Exercise directions -
Among the entries below, please show each line that carries the word "QueryResultSet".

Stored data:
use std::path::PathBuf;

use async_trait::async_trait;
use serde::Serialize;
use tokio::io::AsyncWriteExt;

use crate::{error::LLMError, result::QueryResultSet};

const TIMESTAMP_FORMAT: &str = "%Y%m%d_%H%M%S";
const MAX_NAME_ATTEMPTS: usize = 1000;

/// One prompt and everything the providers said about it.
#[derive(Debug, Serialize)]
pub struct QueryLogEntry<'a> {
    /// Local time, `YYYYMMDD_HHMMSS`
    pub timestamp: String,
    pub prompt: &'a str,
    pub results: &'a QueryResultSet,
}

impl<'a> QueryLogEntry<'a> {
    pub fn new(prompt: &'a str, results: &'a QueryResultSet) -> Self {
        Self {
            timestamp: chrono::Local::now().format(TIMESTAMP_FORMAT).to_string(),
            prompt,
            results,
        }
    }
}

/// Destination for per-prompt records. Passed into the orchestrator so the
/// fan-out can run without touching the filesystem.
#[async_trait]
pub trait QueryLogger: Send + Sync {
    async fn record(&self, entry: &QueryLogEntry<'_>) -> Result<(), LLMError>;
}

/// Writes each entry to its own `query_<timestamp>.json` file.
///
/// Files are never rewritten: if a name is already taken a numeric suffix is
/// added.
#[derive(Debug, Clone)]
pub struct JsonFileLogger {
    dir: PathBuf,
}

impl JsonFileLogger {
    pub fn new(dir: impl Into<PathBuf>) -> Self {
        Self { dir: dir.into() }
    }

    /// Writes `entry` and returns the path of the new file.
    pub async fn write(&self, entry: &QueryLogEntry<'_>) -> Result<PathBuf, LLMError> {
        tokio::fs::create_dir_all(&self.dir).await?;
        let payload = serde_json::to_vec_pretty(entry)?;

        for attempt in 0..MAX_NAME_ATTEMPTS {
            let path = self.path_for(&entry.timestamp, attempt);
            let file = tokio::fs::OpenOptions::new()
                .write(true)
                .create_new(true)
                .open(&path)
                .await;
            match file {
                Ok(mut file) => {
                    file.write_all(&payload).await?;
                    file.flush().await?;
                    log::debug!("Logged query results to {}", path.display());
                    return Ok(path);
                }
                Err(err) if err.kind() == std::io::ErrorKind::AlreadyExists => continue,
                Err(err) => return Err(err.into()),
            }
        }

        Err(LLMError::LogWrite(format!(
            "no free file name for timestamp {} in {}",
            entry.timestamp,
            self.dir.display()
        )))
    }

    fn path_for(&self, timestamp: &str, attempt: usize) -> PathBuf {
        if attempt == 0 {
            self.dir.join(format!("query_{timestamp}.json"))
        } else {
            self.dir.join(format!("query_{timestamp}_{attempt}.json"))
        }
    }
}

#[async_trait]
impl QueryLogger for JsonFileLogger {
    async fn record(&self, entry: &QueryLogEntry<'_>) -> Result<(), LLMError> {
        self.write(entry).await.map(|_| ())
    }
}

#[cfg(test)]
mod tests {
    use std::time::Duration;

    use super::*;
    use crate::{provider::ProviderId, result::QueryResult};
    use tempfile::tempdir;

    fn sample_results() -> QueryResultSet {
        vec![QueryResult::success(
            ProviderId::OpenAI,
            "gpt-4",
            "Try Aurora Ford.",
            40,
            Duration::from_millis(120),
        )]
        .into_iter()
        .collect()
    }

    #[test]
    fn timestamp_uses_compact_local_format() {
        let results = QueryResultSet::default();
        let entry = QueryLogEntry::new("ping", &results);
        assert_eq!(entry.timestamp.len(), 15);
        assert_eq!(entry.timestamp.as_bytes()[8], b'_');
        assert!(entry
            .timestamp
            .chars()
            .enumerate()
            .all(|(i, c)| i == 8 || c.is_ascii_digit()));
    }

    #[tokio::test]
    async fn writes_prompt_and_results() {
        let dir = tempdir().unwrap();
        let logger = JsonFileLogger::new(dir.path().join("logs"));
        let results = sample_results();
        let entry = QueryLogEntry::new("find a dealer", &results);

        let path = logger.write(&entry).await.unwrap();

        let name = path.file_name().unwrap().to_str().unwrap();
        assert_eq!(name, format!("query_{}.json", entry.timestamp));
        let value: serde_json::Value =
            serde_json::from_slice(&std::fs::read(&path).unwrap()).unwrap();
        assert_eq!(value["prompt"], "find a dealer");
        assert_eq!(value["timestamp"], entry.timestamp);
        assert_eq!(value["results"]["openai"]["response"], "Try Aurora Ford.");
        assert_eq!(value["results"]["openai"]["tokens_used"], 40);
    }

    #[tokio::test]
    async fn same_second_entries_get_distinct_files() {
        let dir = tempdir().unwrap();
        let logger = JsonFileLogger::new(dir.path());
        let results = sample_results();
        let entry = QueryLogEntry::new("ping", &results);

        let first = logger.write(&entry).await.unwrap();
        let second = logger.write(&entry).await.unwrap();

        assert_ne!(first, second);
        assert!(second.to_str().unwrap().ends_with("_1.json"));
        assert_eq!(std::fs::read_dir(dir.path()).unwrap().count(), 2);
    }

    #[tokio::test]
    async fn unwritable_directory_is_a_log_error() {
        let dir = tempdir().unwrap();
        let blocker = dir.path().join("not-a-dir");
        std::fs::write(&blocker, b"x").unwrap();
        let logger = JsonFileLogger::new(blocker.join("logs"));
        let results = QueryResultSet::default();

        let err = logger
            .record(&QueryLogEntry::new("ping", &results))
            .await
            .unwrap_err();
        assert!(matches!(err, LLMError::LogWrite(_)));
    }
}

Solution to the exercise -
use crate::{error::LLMError, result::QueryResultSet};
    pub results: &'a QueryResultSet,
    pub fn new(prompt: &'a str, results: &'a QueryResultSet) -> Self {
    fn sample_results() -> QueryResultSet {
        let results = QueryResultSet::default();
        let results = QueryResultSet::default();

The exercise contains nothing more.